Required action ▸ Return each line exactly as written. Begin with the first line of the entries and end with the line that has "its parameter document".

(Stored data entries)
= = =

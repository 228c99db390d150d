//! Named-factory lookup table for algorithms

use std::collections::HashMap;
use std::sync::Arc;

use serde_json::Value;

use super::{connected_components, pagerank, sssp, Algorithm};
use crate::error::PregelError;

/// Builds a configured algorithm from its parameter document
pub type AlgorithmFactory =
    Arc<dyn Fn(&Value) -> Result<Arc<dyn Algorithm>, PregelError> + Send + Sync>;

#[derive(Clone, Default)]
pub struct AlgorithmRegistry {
    factories: HashMap<String, AlgorithmFactory>,
}

impl AlgorithmRegistry {
    /// Empty registry
    pub fn new() -> Self {
        Self::default()
    }

    /// Registry with `pagerank`, `sssp` and `connectedcomponents`
    pub fn with_builtins() -> Self {
        let mut registry = Self::new();
        registry.register(pagerank::NAME, |params| {
            Ok(Arc::new(pagerank::PageRank::from_params(params)?) as Arc<dyn Algorithm>)
        });
        registry.register(sssp::NAME, |params| {
            Ok(Arc::new(sssp::ShortestPaths::from_params(params)?) as Arc<dyn Algorithm>)
        });
        registry.register(connected_components::NAME, |_| {
            Ok(Arc::new(connected_components::ConnectedComponents) as Arc<dyn Algorithm>)
        });
        registry
    }

    /// Register (or replace) a factory; names are case-insensitive
    pub fn register<F>(&mut self, name: &str, factory: F)
    where
        F: Fn(&Value) -> Result<Arc<dyn Algorithm>, PregelError> + Send + Sync + 'static,
    {
        self.factories
            .insert(name.to_lowercase(), Arc::new(factory) as AlgorithmFactory);
    }

    pub fn create(&self, name: &str, params: &Value) -> Result<Arc<dyn Algorithm>, PregelError> {
        let factory = self
            .factories
            .get(&name.to_lowercase())
            .ok_or_else(|| PregelError::UnknownAlgorithm(name.to_string()))?;
        factory(params)
    }

    pub fn contains(&self, name: &str) -> bool {
        self.factories.contains_key(&name.to_lowercase())
    }

    pub fn names(&self) -> Vec<String> {
        let mut names: Vec<String> = self.factories.keys().cloned().collect();
        names.sort();
        names
    }
}

impl std::fmt::Debug for AlgorithmRegistry {
    fn fmt(&self, f: &mut std::fmt::Formatter<'_>) -> std::fmt::Result {
        f.debug_struct("AlgorithmRegistry")
            .field("names", &self.names())
            .finish()
    }
}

= = =

Result ▸
repository 228c99db390d150d
//! Named-factory lookup table for algorithms

use std::collections::HashMap;
use std::sync::Arc;

use serde_json::Value;

use super::{connected_components, pagerank, sssp, Algorithm};
use crate::error::PregelError;

/// Builds a configured algorithm from its parameter document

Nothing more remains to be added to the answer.